Segment Start: Extracted data

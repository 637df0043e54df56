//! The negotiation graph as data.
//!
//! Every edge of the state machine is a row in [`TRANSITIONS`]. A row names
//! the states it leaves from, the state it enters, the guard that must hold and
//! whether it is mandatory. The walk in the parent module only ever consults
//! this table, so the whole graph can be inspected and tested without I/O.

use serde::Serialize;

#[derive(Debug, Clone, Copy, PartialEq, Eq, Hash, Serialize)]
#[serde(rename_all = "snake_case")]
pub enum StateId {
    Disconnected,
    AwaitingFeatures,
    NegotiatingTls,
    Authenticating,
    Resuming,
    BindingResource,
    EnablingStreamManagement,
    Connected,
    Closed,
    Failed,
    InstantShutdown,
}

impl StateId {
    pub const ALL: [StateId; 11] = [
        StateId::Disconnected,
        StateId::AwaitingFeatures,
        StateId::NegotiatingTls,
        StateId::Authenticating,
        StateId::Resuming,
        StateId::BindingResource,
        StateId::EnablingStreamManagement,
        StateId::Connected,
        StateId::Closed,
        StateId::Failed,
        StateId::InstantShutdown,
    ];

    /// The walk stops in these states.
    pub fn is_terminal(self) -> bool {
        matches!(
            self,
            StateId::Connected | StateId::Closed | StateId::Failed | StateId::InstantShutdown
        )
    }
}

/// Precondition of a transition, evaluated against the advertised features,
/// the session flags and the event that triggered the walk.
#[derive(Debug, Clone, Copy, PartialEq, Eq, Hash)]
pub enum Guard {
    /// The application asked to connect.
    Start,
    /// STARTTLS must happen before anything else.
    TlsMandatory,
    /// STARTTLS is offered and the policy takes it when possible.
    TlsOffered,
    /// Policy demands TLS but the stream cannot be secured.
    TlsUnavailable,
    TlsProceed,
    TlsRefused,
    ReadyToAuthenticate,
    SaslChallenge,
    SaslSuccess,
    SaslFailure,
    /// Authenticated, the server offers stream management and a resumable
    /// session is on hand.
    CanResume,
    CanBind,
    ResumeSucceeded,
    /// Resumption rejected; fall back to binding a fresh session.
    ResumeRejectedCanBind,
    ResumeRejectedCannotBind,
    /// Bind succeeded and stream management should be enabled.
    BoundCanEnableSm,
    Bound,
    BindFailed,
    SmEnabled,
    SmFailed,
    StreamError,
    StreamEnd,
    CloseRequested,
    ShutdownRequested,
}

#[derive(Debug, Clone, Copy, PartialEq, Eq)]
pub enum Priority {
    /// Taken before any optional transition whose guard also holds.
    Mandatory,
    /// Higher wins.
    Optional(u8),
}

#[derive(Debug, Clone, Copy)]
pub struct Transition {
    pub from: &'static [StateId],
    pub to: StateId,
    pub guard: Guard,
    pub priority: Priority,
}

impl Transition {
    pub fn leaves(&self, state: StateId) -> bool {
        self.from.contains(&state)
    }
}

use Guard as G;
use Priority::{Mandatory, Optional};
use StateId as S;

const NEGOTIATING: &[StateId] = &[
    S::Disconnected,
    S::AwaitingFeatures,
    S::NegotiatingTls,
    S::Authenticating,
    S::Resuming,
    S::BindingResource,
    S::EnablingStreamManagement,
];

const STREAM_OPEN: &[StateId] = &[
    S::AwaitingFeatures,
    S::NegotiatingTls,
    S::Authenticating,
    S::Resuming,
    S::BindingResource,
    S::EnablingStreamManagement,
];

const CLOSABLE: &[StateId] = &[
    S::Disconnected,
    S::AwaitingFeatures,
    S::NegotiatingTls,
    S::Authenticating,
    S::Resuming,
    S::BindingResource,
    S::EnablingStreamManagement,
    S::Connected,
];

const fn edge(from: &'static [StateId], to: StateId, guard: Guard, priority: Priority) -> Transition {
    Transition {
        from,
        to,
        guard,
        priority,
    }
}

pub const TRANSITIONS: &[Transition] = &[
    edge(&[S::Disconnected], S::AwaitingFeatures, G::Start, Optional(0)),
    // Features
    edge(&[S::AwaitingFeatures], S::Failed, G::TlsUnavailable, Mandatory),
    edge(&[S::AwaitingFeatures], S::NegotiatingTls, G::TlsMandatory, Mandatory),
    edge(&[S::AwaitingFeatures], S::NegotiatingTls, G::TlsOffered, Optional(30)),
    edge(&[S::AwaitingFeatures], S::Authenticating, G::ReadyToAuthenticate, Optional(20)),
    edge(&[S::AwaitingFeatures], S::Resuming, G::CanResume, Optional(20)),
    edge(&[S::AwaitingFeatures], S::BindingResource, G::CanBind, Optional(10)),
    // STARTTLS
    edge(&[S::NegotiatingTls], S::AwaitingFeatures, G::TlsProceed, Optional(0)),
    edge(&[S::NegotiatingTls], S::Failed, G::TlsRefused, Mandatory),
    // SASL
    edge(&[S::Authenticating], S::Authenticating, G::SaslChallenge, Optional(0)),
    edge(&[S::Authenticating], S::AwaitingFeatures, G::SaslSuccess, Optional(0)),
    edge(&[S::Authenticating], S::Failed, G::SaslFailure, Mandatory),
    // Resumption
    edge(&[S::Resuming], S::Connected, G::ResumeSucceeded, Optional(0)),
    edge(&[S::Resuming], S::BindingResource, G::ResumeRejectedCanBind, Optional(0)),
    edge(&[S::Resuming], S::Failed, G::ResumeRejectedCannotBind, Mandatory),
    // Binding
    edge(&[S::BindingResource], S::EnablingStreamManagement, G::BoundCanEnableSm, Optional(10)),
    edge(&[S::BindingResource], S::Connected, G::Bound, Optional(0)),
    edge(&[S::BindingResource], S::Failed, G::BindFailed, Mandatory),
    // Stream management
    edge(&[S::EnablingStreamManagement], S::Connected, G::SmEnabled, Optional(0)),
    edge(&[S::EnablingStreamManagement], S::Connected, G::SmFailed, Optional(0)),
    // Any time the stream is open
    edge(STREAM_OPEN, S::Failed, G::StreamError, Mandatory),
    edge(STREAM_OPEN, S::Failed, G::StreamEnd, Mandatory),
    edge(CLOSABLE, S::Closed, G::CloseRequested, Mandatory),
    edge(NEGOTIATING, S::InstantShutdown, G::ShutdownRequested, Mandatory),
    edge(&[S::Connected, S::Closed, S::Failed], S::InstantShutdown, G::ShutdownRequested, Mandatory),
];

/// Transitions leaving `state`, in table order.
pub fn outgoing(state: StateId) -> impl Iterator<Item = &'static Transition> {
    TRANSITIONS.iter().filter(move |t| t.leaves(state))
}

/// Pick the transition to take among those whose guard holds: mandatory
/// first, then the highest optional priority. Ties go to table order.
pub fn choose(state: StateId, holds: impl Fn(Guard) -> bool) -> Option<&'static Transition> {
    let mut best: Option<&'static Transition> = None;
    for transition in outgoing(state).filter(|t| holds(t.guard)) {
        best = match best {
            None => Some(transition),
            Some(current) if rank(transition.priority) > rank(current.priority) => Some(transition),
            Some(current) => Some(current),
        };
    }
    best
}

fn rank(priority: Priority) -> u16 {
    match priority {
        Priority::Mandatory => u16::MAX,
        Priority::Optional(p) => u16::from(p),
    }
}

Segment End: Extracted data
Segment Start: Extracted data

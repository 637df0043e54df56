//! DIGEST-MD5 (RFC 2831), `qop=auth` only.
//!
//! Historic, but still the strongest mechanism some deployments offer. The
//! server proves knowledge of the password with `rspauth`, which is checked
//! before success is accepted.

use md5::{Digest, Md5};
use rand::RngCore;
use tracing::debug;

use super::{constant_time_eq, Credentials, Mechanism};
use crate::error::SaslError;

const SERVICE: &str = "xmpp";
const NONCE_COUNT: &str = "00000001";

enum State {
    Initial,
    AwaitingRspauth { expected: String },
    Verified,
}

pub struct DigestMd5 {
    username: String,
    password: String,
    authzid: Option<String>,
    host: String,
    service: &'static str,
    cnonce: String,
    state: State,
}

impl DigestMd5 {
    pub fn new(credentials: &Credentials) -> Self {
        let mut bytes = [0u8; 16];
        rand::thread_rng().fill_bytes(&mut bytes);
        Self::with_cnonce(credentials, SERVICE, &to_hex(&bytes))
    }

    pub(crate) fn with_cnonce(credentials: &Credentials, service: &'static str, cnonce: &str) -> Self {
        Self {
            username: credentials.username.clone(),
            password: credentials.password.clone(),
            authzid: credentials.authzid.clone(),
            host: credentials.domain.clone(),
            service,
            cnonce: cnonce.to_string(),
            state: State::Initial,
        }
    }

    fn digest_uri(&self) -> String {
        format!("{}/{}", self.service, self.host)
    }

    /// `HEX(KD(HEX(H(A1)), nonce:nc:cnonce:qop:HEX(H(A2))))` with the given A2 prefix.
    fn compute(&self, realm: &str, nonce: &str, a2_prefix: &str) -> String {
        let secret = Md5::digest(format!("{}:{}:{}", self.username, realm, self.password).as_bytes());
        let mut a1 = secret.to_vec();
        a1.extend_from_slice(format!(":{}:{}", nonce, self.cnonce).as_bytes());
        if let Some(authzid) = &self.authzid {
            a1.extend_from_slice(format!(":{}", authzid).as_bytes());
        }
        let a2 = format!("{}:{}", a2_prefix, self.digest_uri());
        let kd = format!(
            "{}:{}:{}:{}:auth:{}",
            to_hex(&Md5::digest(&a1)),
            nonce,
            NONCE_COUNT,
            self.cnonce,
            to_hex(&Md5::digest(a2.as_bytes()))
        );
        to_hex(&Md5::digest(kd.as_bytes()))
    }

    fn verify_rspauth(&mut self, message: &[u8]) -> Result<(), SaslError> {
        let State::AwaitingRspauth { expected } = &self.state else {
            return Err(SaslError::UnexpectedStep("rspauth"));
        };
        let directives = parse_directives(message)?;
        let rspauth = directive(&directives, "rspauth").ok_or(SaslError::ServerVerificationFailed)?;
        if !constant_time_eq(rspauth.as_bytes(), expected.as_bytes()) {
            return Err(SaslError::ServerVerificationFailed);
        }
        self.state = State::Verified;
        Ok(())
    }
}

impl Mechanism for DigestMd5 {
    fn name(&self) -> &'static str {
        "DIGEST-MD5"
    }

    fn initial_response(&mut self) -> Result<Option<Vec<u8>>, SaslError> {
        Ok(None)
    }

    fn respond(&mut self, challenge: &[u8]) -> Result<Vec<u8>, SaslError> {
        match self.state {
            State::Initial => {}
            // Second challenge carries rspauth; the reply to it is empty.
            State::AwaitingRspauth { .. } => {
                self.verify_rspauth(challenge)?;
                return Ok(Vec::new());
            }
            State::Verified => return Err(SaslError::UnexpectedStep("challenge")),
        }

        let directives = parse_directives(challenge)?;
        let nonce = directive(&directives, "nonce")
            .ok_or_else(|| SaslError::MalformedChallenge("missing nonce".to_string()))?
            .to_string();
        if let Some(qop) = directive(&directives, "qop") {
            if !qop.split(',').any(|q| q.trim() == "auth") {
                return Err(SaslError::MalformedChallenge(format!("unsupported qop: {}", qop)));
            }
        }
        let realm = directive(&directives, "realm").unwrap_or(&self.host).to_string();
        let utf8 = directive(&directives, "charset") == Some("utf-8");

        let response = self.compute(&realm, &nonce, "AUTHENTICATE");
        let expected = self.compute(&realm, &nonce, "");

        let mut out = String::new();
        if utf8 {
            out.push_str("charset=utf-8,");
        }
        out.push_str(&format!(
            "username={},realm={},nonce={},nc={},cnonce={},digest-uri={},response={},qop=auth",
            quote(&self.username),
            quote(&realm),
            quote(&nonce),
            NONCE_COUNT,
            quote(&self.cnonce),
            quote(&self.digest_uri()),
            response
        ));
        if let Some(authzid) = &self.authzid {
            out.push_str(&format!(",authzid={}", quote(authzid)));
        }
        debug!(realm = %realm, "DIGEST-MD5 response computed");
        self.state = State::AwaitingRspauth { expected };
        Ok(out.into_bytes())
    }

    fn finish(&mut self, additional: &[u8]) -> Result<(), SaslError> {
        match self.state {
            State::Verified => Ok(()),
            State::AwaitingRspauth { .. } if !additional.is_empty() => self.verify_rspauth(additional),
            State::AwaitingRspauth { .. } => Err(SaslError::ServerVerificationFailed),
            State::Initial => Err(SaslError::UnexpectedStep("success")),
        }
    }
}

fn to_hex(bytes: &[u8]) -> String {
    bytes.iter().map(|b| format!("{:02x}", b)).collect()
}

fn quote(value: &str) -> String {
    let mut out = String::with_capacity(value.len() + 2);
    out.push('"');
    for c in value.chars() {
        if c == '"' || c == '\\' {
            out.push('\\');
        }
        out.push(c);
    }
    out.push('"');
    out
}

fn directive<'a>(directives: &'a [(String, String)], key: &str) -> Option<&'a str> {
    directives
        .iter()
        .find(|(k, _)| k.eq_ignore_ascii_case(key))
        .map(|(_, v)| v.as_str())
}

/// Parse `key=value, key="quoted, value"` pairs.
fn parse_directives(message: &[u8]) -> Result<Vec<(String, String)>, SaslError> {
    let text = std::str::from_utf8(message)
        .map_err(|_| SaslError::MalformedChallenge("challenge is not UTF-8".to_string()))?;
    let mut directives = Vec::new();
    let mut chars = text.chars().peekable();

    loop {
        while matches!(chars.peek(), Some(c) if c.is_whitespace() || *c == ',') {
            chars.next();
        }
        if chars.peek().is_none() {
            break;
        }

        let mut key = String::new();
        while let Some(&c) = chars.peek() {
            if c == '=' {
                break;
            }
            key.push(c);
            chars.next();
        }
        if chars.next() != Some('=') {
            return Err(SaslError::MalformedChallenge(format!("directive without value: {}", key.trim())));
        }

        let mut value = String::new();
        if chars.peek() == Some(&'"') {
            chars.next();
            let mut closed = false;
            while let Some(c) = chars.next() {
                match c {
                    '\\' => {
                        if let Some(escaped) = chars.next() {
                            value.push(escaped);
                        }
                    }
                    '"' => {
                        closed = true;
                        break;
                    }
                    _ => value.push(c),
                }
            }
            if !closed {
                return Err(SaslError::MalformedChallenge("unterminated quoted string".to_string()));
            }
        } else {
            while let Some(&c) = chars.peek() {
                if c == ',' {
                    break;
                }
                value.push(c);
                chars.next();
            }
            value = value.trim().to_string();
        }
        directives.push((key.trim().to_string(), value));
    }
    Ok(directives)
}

Segment End: Extracted data

**Aim of the task**:
Tally the lines of the entries above that hold the word "rank"; the number is the whole answer.

**Result for this exercise**:
2